## What you have to do
Take every line in the entries that includes the word "tokens" and copy it.

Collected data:
===============

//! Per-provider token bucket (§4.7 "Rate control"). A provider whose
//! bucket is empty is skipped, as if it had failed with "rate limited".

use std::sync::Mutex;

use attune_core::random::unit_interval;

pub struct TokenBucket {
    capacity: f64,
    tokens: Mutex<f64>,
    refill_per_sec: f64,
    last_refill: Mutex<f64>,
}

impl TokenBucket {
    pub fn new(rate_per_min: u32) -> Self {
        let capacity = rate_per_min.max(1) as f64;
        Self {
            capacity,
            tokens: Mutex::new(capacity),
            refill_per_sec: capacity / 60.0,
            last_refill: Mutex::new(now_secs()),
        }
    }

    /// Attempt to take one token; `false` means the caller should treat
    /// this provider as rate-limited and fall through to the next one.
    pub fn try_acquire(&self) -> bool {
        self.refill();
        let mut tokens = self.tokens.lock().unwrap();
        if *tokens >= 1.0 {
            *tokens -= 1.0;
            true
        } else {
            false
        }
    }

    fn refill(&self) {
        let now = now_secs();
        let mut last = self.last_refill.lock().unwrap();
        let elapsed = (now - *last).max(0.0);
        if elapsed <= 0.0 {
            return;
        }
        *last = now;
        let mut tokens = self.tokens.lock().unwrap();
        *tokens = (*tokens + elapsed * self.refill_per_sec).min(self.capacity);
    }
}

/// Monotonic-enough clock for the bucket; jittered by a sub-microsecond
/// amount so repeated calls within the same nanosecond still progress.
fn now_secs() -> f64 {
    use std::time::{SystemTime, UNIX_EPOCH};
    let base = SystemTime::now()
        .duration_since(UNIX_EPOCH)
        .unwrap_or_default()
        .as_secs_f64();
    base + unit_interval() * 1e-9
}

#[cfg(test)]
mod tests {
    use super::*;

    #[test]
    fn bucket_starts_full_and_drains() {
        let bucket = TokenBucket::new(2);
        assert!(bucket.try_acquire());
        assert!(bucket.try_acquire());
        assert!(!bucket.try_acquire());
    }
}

===============

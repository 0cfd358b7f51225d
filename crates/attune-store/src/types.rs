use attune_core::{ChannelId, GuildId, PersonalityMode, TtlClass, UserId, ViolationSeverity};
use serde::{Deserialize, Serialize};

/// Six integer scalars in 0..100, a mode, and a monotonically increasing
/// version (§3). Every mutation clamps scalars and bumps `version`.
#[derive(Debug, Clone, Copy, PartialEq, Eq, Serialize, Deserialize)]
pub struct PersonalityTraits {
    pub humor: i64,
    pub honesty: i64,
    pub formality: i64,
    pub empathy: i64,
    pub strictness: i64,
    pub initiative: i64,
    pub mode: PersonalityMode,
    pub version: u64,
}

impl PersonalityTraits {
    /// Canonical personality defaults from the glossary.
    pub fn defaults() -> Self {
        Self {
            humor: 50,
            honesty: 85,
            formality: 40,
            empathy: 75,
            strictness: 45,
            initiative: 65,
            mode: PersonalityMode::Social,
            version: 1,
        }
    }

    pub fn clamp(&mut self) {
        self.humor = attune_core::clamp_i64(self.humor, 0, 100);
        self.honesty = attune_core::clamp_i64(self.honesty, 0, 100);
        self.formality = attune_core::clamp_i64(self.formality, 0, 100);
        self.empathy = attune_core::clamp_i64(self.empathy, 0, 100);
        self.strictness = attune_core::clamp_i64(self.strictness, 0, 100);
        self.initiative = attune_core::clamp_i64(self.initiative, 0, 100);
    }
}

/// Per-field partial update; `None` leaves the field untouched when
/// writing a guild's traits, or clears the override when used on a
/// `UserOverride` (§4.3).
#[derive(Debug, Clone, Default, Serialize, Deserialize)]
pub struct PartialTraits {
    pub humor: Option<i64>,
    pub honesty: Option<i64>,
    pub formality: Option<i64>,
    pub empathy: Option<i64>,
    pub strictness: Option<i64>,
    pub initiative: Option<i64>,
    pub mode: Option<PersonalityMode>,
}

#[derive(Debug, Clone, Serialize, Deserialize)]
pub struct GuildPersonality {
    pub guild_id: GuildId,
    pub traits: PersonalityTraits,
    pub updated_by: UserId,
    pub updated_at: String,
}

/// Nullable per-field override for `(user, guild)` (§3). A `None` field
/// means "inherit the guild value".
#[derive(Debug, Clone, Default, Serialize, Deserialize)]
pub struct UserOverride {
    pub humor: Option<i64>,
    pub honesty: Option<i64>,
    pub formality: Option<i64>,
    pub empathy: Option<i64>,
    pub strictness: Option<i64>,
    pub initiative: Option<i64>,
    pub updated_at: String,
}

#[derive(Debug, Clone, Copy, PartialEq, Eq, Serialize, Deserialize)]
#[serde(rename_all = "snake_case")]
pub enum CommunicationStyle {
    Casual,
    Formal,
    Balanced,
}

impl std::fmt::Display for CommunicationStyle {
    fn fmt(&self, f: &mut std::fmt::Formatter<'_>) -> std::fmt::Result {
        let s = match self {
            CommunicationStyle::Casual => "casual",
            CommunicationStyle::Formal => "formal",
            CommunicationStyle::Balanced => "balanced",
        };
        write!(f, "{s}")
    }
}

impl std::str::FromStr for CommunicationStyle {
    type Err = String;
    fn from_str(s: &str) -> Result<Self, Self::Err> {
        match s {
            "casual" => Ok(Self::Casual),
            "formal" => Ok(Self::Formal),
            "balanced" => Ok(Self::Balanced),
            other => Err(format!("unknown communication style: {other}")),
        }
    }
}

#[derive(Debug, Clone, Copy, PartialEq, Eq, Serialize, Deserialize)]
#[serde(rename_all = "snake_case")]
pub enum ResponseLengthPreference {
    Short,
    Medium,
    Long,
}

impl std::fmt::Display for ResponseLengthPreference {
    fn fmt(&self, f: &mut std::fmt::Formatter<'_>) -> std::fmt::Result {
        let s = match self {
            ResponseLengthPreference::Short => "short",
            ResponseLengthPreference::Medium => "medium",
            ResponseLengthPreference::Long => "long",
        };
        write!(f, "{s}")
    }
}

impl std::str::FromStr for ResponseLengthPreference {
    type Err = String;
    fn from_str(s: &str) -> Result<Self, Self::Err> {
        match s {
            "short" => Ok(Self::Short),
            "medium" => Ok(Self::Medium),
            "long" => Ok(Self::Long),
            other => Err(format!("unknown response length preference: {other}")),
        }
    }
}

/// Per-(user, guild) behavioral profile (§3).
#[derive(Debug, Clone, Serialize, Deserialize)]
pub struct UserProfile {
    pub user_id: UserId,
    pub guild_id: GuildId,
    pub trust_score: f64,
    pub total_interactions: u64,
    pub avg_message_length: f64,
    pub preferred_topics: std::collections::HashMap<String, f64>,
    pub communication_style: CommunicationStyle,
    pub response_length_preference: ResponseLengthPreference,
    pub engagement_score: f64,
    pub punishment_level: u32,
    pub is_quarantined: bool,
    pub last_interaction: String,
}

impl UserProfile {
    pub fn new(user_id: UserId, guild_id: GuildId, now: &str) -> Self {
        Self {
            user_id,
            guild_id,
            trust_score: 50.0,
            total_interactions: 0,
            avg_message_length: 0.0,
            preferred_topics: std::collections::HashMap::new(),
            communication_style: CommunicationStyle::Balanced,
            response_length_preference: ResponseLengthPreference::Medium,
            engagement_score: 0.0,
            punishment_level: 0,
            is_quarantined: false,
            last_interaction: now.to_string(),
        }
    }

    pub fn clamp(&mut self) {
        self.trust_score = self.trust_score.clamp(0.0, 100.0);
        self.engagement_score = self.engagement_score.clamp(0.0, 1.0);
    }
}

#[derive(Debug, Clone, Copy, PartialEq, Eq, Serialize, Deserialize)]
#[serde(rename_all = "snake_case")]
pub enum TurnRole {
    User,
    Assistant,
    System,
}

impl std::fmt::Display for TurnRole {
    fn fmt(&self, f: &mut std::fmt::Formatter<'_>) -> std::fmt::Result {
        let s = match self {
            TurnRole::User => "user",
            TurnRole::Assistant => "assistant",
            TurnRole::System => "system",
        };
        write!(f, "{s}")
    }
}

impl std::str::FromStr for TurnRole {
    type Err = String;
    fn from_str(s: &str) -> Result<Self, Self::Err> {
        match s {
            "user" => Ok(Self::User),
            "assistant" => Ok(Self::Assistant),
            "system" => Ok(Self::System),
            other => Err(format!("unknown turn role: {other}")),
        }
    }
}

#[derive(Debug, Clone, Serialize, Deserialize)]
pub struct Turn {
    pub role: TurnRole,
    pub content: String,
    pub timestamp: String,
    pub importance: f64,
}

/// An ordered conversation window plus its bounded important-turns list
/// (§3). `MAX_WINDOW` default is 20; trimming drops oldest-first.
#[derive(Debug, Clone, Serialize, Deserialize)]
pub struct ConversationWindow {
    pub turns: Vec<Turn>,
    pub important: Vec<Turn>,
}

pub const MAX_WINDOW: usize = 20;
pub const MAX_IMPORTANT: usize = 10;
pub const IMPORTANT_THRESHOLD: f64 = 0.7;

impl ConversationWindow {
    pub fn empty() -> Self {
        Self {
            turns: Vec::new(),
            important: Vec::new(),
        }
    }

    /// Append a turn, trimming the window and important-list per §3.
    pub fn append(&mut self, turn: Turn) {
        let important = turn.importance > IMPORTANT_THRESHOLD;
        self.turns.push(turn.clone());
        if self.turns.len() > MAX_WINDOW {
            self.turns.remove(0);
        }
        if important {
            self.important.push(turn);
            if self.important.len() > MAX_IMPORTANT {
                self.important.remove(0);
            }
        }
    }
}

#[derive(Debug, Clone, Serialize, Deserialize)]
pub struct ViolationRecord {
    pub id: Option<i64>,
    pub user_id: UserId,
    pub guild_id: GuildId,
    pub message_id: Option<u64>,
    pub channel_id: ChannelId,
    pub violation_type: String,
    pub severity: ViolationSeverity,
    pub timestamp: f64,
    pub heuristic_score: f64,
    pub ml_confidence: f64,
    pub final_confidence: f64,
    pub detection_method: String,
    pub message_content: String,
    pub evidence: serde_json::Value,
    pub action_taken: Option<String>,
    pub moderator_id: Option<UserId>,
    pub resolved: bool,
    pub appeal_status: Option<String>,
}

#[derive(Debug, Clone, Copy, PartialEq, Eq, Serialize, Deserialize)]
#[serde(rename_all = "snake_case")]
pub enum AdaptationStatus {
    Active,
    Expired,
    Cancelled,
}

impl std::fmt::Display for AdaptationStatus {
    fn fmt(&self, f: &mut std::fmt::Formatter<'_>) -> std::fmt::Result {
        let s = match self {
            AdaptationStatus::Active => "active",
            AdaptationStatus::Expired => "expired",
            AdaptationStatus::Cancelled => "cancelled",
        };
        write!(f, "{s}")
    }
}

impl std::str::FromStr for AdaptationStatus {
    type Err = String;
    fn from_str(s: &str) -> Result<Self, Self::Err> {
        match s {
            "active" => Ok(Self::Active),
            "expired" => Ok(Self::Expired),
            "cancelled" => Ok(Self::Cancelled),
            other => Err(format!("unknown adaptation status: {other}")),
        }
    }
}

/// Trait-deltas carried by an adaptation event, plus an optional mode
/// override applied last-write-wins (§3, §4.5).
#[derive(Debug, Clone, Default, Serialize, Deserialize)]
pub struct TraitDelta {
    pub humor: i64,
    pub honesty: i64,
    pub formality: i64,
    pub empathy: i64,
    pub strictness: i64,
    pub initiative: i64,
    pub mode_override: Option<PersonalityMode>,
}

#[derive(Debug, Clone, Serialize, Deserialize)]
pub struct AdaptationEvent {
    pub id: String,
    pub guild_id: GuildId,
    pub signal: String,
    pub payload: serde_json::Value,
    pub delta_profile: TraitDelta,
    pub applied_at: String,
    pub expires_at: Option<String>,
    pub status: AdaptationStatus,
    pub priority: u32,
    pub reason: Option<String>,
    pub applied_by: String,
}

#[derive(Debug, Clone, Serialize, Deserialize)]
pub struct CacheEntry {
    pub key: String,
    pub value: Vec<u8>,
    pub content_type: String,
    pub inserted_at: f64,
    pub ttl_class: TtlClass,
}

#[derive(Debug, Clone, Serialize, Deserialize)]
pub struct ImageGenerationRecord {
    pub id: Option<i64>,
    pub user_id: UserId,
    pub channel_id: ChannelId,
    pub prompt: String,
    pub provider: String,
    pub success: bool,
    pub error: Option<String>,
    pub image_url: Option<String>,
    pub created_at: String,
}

===============

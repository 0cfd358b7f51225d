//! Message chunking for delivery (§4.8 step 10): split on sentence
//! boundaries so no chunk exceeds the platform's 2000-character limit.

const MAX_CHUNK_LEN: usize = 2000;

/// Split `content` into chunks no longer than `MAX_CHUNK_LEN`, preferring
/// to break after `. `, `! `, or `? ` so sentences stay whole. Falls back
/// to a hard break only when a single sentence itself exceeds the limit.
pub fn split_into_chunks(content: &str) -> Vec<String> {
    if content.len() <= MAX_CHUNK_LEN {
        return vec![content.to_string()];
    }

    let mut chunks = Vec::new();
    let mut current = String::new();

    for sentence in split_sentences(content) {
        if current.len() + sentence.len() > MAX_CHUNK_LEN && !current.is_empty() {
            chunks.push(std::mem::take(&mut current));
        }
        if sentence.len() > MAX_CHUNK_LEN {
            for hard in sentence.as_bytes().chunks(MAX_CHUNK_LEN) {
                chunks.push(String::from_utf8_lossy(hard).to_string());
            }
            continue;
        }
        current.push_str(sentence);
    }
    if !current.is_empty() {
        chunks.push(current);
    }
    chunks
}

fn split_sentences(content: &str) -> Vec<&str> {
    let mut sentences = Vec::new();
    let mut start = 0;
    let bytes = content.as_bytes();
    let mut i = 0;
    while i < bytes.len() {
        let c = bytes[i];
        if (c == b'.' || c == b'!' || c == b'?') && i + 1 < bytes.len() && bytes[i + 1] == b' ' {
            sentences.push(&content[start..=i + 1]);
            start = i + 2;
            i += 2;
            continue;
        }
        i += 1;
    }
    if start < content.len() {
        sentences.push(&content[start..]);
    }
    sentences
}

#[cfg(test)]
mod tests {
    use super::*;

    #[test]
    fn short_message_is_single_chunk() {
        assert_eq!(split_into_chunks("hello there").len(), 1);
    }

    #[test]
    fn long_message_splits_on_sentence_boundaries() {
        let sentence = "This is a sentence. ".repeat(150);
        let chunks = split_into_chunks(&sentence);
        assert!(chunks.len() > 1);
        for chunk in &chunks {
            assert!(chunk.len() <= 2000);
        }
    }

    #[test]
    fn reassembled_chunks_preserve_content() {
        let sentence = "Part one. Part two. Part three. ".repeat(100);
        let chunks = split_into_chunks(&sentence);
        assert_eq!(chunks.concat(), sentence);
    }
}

===============

## Task response
    tokens: Mutex<f64>,
            tokens: Mutex::new(capacity),
        let mut tokens = self.tokens.lock().unwrap();
        if *tokens >= 1.0 {
            *tokens -= 1.0;
        let mut tokens = self.tokens.lock().unwrap();
        *tokens = (*tokens + elapsed * self.refill_per_sec).min(self.capacity);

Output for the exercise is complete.